In order to improve the efficacy of mild-PTT, small molecule drugs [23] or small interfering RNA [24] have been explored as combined strategies to transform “mildly activated autophagy” triggered by mild-PTT to “overactivated autophagy”. Compared with small interfering RNA, small molecule drugs have multiple merits such as convenient in use, low price and long-term stability. Compared with other small molecule drugs with autophagy activation ability, Curcumin (Cur), a potential antitumor phytochemical isolated from Curcuma longa, also inhibited osteoclastogenesis and expression of PD-L1 protein, improving the bone microenvironment [25, 26]. Cur may be a candidate drug that can effectively enhance cell apoptosis caused by PTT agents upon irradiation, reverse immunosuppressive microenvironment and inhibit bone resorption. The ideal PTT system should have the characteristics of easy preparation, high photothermal conversion efficiency and good biocompatibility. At present, researches explored multiple PTT reagents, such as carbon nanotubes [27], graphene oxide [28] and gold-based NPs [29] for tumor treatment.
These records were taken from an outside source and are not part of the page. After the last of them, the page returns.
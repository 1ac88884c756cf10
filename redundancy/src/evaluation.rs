//! Ground-truth evaluation of orchestrated results.
//!
//! Positions are 0-based indices of the expected state in a record's rank, so a
//! position of 0 means the record's most likely state was correct.

use serde::{Deserialize, Serialize};

use crate::channel::{ContainerId, JobId};
use crate::orchestrator::OrchestratedResult;
use crate::record::MeasurementRecord;

/// Position of `ground_truth` in the rank of `record`, `None` if never observed.
pub fn position_of(ground_truth: &str, record: &MeasurementRecord) -> Option<usize> {
    record.rank().iter().position(|state| state.as_str() == ground_truth)
}

/// Positions of one job's expected state under one container.
#[derive(Debug, Clone, PartialEq, Serialize, Deserialize)]
pub struct ExperimentResult {
    pub job: JobId,
    pub container: ContainerId,
    pub ground_truth: String,
    /// Per channel, in container channel order.
    pub channel_positions: Vec<Option<usize>>,
    pub aggregate_position: Option<usize>,
    pub accepted: bool,
}

impl ExperimentResult {
    pub fn new(
        job: JobId,
        container: ContainerId,
        ground_truth: impl Into<String>,
        result: &OrchestratedResult,
    ) -> Self {
        let ground_truth = ground_truth.into();
        Self {
            channel_positions: result
                .channels
                .iter()
                .map(|r| position_of(&ground_truth, r))
                .collect(),
            aggregate_position: position_of(&ground_truth, &result.aggregate),
            accepted: result.aggregate.accepted(),
            job,
            container,
            ground_truth,
        }
    }

    /// Mean position over the channels that observed the expected state.
    pub fn avg_position(&self) -> Option<f64> {
        let found: Vec<usize> = self.channel_positions.iter().flatten().copied().collect();
        if found.is_empty() {
            return None;
        }
        Some(found.iter().sum::<usize>() as f64 / found.len() as f64)
    }

    /// Best position reached by any single channel.
    pub fn position_of_closest(&self) -> Option<usize> {
        self.channel_positions.iter().flatten().copied().min()
    }

    pub fn position_of_aggregate(&self) -> Option<usize> {
        self.aggregate_position
    }
}

/// Number of results whose expected state ranked first.
pub fn count_correct(positions: &[Option<usize>]) -> usize {
    positions.iter().filter(|p| **p == Some(0)).count()
}

/// Number of results ranked within their own limit (inclusive).
pub fn count_within(positions: &[Option<usize>], limits: &[usize]) -> usize {
    positions
        .iter()
        .zip(limits)
        .filter(|(p, limit)| p.is_some_and(|p| p <= **limit))
        .count()
}

/// How often a candidate ranks the expected state better than, equal to or worse
/// than a baseline, as fractions of the compared results.
#[derive(Debug, Clone, Copy, PartialEq, Serialize, Deserialize)]
pub struct PositionComparison {
    pub better: f64,
    pub equal: f64,
    pub worse: f64,
}

/// Compare `candidate` against `baseline` pairwise. Pairs where either side never
/// observed the expected state are skipped; `None` if nothing was comparable.
pub fn compare_positions(
    baseline: &[Option<usize>],
    candidate: &[Option<usize>],
) -> Option<PositionComparison> {
    let (mut better, mut equal, mut worse) = (0usize, 0usize, 0usize);
    for (base, cand) in baseline.iter().zip(candidate) {
        let (Some(base), Some(cand)) = (base, cand) else {
            continue;
        };
        match cand.cmp(base) {
            std::cmp::Ordering::Less => better += 1,
            std::cmp::Ordering::Equal => equal += 1,
            std::cmp::Ordering::Greater => worse += 1,
        }
    }
    let total = better + equal + worse;
    if total == 0 {
        return None;
    }
    let total = total as f64;
    Some(PositionComparison {
        better: better as f64 / total,
        equal: equal as f64 / total,
        worse: worse as f64 / total,
    })
}

#[cfg(test)]
mod tests {
    use super::*;
    use crate::channel::ChannelId;
    use crate::record::counts_from;

    fn result() -> OrchestratedResult {
        OrchestratedResult {
            aggregate: MeasurementRecord::synthesized(counts_from([("00", 70), ("01", 30)])),
            channels: vec![
                MeasurementRecord::from_channel(ChannelId::new("a"), counts_from([("00", 40), ("01", 60)])),
                MeasurementRecord::from_channel(ChannelId::new("b"), counts_from([("00", 90), ("01", 10)])),
                MeasurementRecord::from_channel(ChannelId::new("c"), counts_from([("01", 10)])),
            ],
        }
    }

    #[test]
    fn test_position_of() {
        let record = MeasurementRecord::synthesized(counts_from([("00", 5), ("10", 9), ("11", 1)]));
        assert_eq!(position_of("10", &record), Some(0));
        assert_eq!(position_of("11", &record), Some(2));
        assert_eq!(position_of("01", &record), None);
    }

    #[test]
    fn test_experiment_result_positions() {
        let r = ExperimentResult::new(JobId::new("j"), ContainerId::new("C"), "00", &result());
        assert_eq!(r.channel_positions, vec![Some(1), Some(0), None]);
        assert_eq!(r.avg_position(), Some(0.5));
        assert_eq!(r.position_of_closest(), Some(0));
        assert_eq!(r.position_of_aggregate(), Some(0));
        assert!(r.accepted);
    }

    #[test]
    fn test_counting_metrics() {
        let positions = [Some(0), Some(3), None, Some(0), Some(1)];
        assert_eq!(count_correct(&positions), 2);
        assert_eq!(count_within(&positions, &[0, 2, 5, 0, 1]), 3);
    }

    #[test]
    fn test_compare_positions() {
        let cmp = compare_positions(&[Some(1), Some(0), Some(2), None], &[Some(0), Some(0), Some(3), Some(0)])
            .unwrap();
        assert!((cmp.better - 1.0 / 3.0).abs() < 1e-9);
        assert!((cmp.equal - 1.0 / 3.0).abs() < 1e-9);
        assert!((cmp.worse - 1.0 / 3.0).abs() < 1e-9);
        assert!(compare_positions(&[None], &[Some(0)]).is_none());
    }
}
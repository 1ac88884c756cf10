//! Redundancy Library
//!
//! Runs each job through several redundant execution channels and reconciles what
//! they return.
//!
//! # Features
//!
//! ## Aggregation
//! - Linear opinion pooling of outcome counts
//! - Conformal voting: top-N agreement between channels, majority vote, conformity gate
//! - Comparison gate: accept a primary only when a comparator fully agrees
//!
//! ## Fault handling
//! - Divergence-based and comparison-based fault detectors
//! - Redundancy switch: operational/spare failover that persists across jobs
//!
//! ## Orchestration
//! - Pattern builders that validate a configuration into a container
//! - Capacity-aware dispatch of job variants per device through an [`ExecutionBackend`]
//! - Result lookup per (job, container), JSON persistence and ground-truth evaluation
//!
//! # Usage
//!
//! ```ignore
//! let container = PatternConfig::Combiner(
//!     CombinerConfig::new("C_seed")
//!         .add_channel(Channel::varying_seed("fake_brooklyn", 1))
//!         .add_channel(Channel::varying_seed("fake_brooklyn", 2))
//!         .combine_uniformly(),
//! )
//! .build()?;
//!
//! let mut orchestrator = Orchestrator::new(Arc::new(backend), [container.clone()]);
//! orchestrator.orchestrate_executions(&jobs).await?;
//! let result = orchestrator.get_result_for(&jobs[0].id, container.id())?;
//! ```

#![allow(clippy::uninlined_format_args)]

pub mod aggregation;
pub mod channel;
pub mod container;
pub mod detection;
pub mod error;
pub mod evaluation;
pub mod orchestrator;
pub mod pattern;
pub mod persistence;
pub mod record;
pub mod switch;

// Re-export key types
pub use aggregation::{
    Aggregator, ComparisonAggregator, ComparisonGate, ConformalDefaults, ConformalMode,
    ConformalVotingAggregator, LinearOpinionPool,
};
pub use channel::{
    Channel, ChannelId, ChannelVariation, ContainerId, DeviceId, Job, JobId, JobVariant,
    VariantId,
};
pub use container::FaultTolerantContainer;
pub use detection::{ComparisonDetector, Divergence, DivergenceDetector, FaultDetector};
pub use error::{ConfigErrors, ConfigIssue, RedundancyError, RedundancyResult};
pub use evaluation::ExperimentResult;
pub use orchestrator::{
    ExecutionBackend, OrchestratedResult, Orchestrator, ResultManager, ResultSet,
};
pub use pattern::{
    build_pattern, CombinerConfig, ComparisonConfig, ConformalVotingConfig, PatternConfig,
    SparingConfig, UnitSpec,
};
pub use persistence::{load_results, save_results, PersistedRecord, PersistedResult};
pub use record::{counts_from, Counts, MeasurementRecord, State};
pub use switch::{FirstHealthySpare, RedundancySwitch, SparingAggregator, SwitchPolicy, SwitchUnit};
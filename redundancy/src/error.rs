//! Error types shared by every redundancy component.
//!
//! Three families matter to callers:
//! - configuration errors are raised while building a pattern, before anything runs
//! - consistency errors mean an aggregator or switch was handed records that do not
//!   line up with how it was configured
//! - lookup errors mean a result or outcome was requested that was never produced
//!
//! None of them are retried internally.

use std::path::PathBuf;

use thiserror::Error;

/// Result type alias for redundancy operations
pub type RedundancyResult<T> = Result<T, RedundancyError>;

/// A single violated precondition found while validating a pattern configuration.
#[derive(Debug, Clone, PartialEq, Eq, Error)]
pub enum ConfigIssue {
    /// A required field was never set.
    #[error("{pattern}: missing required field `{field}`")]
    MissingField {
        pattern: &'static str,
        field: &'static str,
    },

    /// A field was set to a value outside its valid range.
    #[error("{pattern}: invalid value for `{field}`: {reason}")]
    InvalidValue {
        pattern: &'static str,
        field: &'static str,
        reason: String,
    },

    /// Some switch units carry their own detector and others do not.
    #[error(
        "sparing: inconsistent detector assignment ({assigned} of {units} units pre-assigned, shared detector supplied: {shared})"
    )]
    InconsistentDetectors {
        assigned: usize,
        units: usize,
        shared: bool,
    },
}

/// Every issue found while validating one pattern configuration.
#[derive(Debug, Clone, PartialEq, Eq, Default)]
pub struct ConfigErrors(pub Vec<ConfigIssue>);

impl ConfigErrors {
    pub fn new() -> Self {
        Self(Vec::new())
    }

    pub fn push(&mut self, issue: ConfigIssue) {
        self.0.push(issue);
    }

    pub fn is_empty(&self) -> bool {
        self.0.is_empty()
    }

    pub fn issues(&self) -> &[ConfigIssue] {
        &self.0
    }

    /// Whether any issue names `field`.
    pub fn mentions(&self, field: &str) -> bool {
        self.0.iter().any(|issue| match issue {
            ConfigIssue::MissingField { field: f, .. } | ConfigIssue::InvalidValue { field: f, .. } => {
                *f == field
            }
            ConfigIssue::InconsistentDetectors { .. } => field == "detector",
        })
    }

    /// `Ok(())` when nothing was collected.
    pub fn into_result(self) -> Result<(), ConfigErrors> {
        if self.is_empty() {
            Ok(())
        } else {
            Err(self)
        }
    }
}

impl std::fmt::Display for ConfigErrors {
    fn fmt(&self, f: &mut std::fmt::Formatter<'_>) -> std::fmt::Result {
        let messages: Vec<String> = self.0.iter().map(ToString::to_string).collect();
        write!(f, "{}", messages.join("; "))
    }
}

impl std::error::Error for ConfigErrors {}

/// Errors that can occur while aggregating, switching or orchestrating
#[derive(Debug, Error)]
pub enum RedundancyError {
    /// Pattern preconditions unmet at build time
    #[error("Invalid configuration: {0}")]
    Configuration(#[from] ConfigErrors),

    /// Records handed to a component do not match its configuration
    #[error("Consistency violation: {message}")]
    Consistency { message: String },

    /// A result or outcome that was never produced was requested
    #[error("Lookup failed: {message}")]
    Lookup { message: String },

    /// The execution backend reported a failure for a device
    #[error("Backend failure on {device}: {message}")]
    Backend { device: String, message: String },

    #[error("I/O error at {path}: {source}")]
    Io {
        path: PathBuf,
        #[source]
        source: std::io::Error,
    },

    #[error("Serialization error: {0}")]
    Serde(#[from] serde_json::Error),
}

impl RedundancyError {
    pub fn consistency(message: impl Into<String>) -> Self {
        Self::Consistency {
            message: message.into(),
        }
    }

    pub fn lookup(message: impl Into<String>) -> Self {
        Self::Lookup {
            message: message.into(),
        }
    }

    pub fn backend(device: impl Into<String>, message: impl Into<String>) -> Self {
        Self::Backend {
            device: device.into(),
            message: message.into(),
        }
    }

    /// Wrap a single configuration issue.
    pub fn config(issue: ConfigIssue) -> Self {
        Self::Configuration(ConfigErrors(vec![issue]))
    }

    pub fn is_consistency(&self) -> bool {
        matches!(self, Self::Consistency { .. })
    }

    pub fn is_lookup(&self) -> bool {
        matches!(self, Self::Lookup { .. })
    }

    pub fn is_configuration(&self) -> bool {
        matches!(self, Self::Configuration(_))
    }
}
However, they still have shortcomings such as high cost, difficult biodegradation and complex synthesis process, which usually limit their clinical large-scale use [30]. Gallium based-liquid metals (LMs), as new functional materials, have attracted extensive attention in biomedical applications due to their favorable biocompatibility, biodegradability and intriguing physiochemical properties [31], [32], [33], and have become potential PTT reagents in tumor therapy [34, 35]. However, naked LM NPs exhibited serious stability defects due to fluidity and biodegradation under a mild acid tumor microenvironment, diminishing photothermal performance with the extension of irradiation time [36, 37]. Although various strategies have been explored to improve the stability of LM, mainly including organic materials such as thiolate ligands [38] or inorganic materials exampling silica shell [37]. Low drug loading rate, lack of on-demand drug release performance or poor degradation was the main obstacles for their application. Zeolite imidazole frame-8 (ZIF-8), a metal-organic framework nanomaterial with high biocompatibility, pH-response drug release and high loading capacity, has been widely explored in the delivery of therapeutic reagents [39].

Herein, a ZIF-8 functionalized LM-based nanoparticle was successfully designed to both inhibit tumor growth and bone resorption by modulating the bone microenvironment and activating autophagy “on demand”. As shown in Scheme 1, a core-shell structure was constructed from zeolitic imidazolate framework-8 (ZIF-8) and LM NPs modified by silicon layer, in which the autophagy activator Cur was enclosed inside ZIF-8. Then, the acquired substance was functionalized with hyaluronic acid (HA)/alendronate (ALN) (obtained as CLALN). The ZIF-8 coating was designed to achieve specific release of Cur in tumors. And the purpose of HA/ALN functionalization was to overcome physiological barriers, prevent premature drug leakage, and then enhance the accumulation of CLALN in bone metastatic tumor region and ingestion of target cells. After intravenous injection, CLALN would be immediately decomposed and released autophagy activator Cur due to its pH-response, which was accompanied by triggering mild autophogy level. Next, the mild temperature was applied to rapidly induce “overactivated autophagy” through the combination of Cur and PPT, which would successfully realize autophagic cell death. Meanwhile, Cur would show anti-bone resorption effect in combination with ALN in bone microenvironment. More importantly, CLALN would inhibit the expression of PD-L1 protein and recruit more active immune T cells, thereby alleviating the immunosuppressive microenvironment induced by mild-PTT. This well-designed CLALN with efficient photothermal conversion efficiency and autophagy activation was discussed in detail in vitro and in vivo.